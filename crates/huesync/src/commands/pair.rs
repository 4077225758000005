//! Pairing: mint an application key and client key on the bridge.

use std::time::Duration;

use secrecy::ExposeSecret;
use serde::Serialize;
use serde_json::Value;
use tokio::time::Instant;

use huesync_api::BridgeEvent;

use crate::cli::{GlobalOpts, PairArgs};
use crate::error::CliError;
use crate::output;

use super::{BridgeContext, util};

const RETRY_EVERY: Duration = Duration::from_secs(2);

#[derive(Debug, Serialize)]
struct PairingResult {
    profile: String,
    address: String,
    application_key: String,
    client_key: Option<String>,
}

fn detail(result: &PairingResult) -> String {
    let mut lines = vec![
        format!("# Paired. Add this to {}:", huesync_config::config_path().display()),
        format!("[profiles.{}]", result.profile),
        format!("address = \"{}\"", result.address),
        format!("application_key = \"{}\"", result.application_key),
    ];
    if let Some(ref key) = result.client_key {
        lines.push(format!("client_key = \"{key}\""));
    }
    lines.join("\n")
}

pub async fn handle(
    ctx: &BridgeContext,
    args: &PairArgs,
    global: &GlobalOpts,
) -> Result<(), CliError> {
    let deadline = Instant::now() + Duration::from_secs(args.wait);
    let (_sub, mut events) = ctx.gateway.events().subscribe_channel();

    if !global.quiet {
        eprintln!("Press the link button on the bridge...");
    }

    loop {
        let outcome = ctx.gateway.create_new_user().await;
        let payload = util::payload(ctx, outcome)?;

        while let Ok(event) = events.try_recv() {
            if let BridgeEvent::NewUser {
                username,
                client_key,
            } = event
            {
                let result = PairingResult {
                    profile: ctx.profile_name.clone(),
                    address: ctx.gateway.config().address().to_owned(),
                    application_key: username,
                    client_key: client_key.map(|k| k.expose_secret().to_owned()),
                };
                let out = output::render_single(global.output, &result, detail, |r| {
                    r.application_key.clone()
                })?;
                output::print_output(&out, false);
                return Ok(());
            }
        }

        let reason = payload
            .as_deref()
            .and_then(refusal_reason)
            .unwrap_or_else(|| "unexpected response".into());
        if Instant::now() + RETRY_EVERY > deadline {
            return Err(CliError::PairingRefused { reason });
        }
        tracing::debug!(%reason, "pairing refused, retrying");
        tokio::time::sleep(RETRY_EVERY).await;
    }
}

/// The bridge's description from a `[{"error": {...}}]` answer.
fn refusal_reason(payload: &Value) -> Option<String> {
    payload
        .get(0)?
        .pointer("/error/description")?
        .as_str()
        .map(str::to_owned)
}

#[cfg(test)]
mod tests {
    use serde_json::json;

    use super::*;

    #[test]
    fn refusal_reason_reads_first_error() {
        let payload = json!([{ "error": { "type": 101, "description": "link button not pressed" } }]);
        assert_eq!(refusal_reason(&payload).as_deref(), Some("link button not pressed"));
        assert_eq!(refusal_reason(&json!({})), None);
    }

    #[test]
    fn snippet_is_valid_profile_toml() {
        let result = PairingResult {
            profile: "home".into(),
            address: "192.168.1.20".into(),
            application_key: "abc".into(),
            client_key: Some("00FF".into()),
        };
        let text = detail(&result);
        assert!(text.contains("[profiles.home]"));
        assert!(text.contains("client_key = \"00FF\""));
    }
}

==

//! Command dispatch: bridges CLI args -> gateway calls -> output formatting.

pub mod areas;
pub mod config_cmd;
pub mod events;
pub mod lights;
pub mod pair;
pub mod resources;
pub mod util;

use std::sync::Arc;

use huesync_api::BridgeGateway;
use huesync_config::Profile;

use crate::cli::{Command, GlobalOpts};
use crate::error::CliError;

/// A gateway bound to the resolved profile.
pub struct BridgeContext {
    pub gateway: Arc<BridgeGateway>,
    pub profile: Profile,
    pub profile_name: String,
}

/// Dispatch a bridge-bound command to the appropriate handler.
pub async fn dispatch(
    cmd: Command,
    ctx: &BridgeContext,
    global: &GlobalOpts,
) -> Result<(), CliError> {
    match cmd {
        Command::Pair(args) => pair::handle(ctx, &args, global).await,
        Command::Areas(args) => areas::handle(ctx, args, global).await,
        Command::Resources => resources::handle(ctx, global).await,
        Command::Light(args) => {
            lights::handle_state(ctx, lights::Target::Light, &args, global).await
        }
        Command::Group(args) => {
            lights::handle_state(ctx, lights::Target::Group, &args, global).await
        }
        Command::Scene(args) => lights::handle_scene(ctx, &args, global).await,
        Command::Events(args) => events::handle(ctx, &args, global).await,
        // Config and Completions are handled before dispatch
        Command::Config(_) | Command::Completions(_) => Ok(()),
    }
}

● **Your goal**
Quote the data above from the line containing "if let Some(ref" to the line containing "let deadline = Instant::now()", inclusive, and stop.

● **Response to this task**
    if let Some(ref key) = result.client_key {
        lines.push(format!("client_key = \"{key}\""));
    }
    lines.join("\n")
}

pub async fn handle(
    ctx: &BridgeContext,
    args: &PairArgs,
    global: &GlobalOpts,
) -> Result<(), CliError> {
    let deadline = Instant::now() + Duration::from_secs(args.wait);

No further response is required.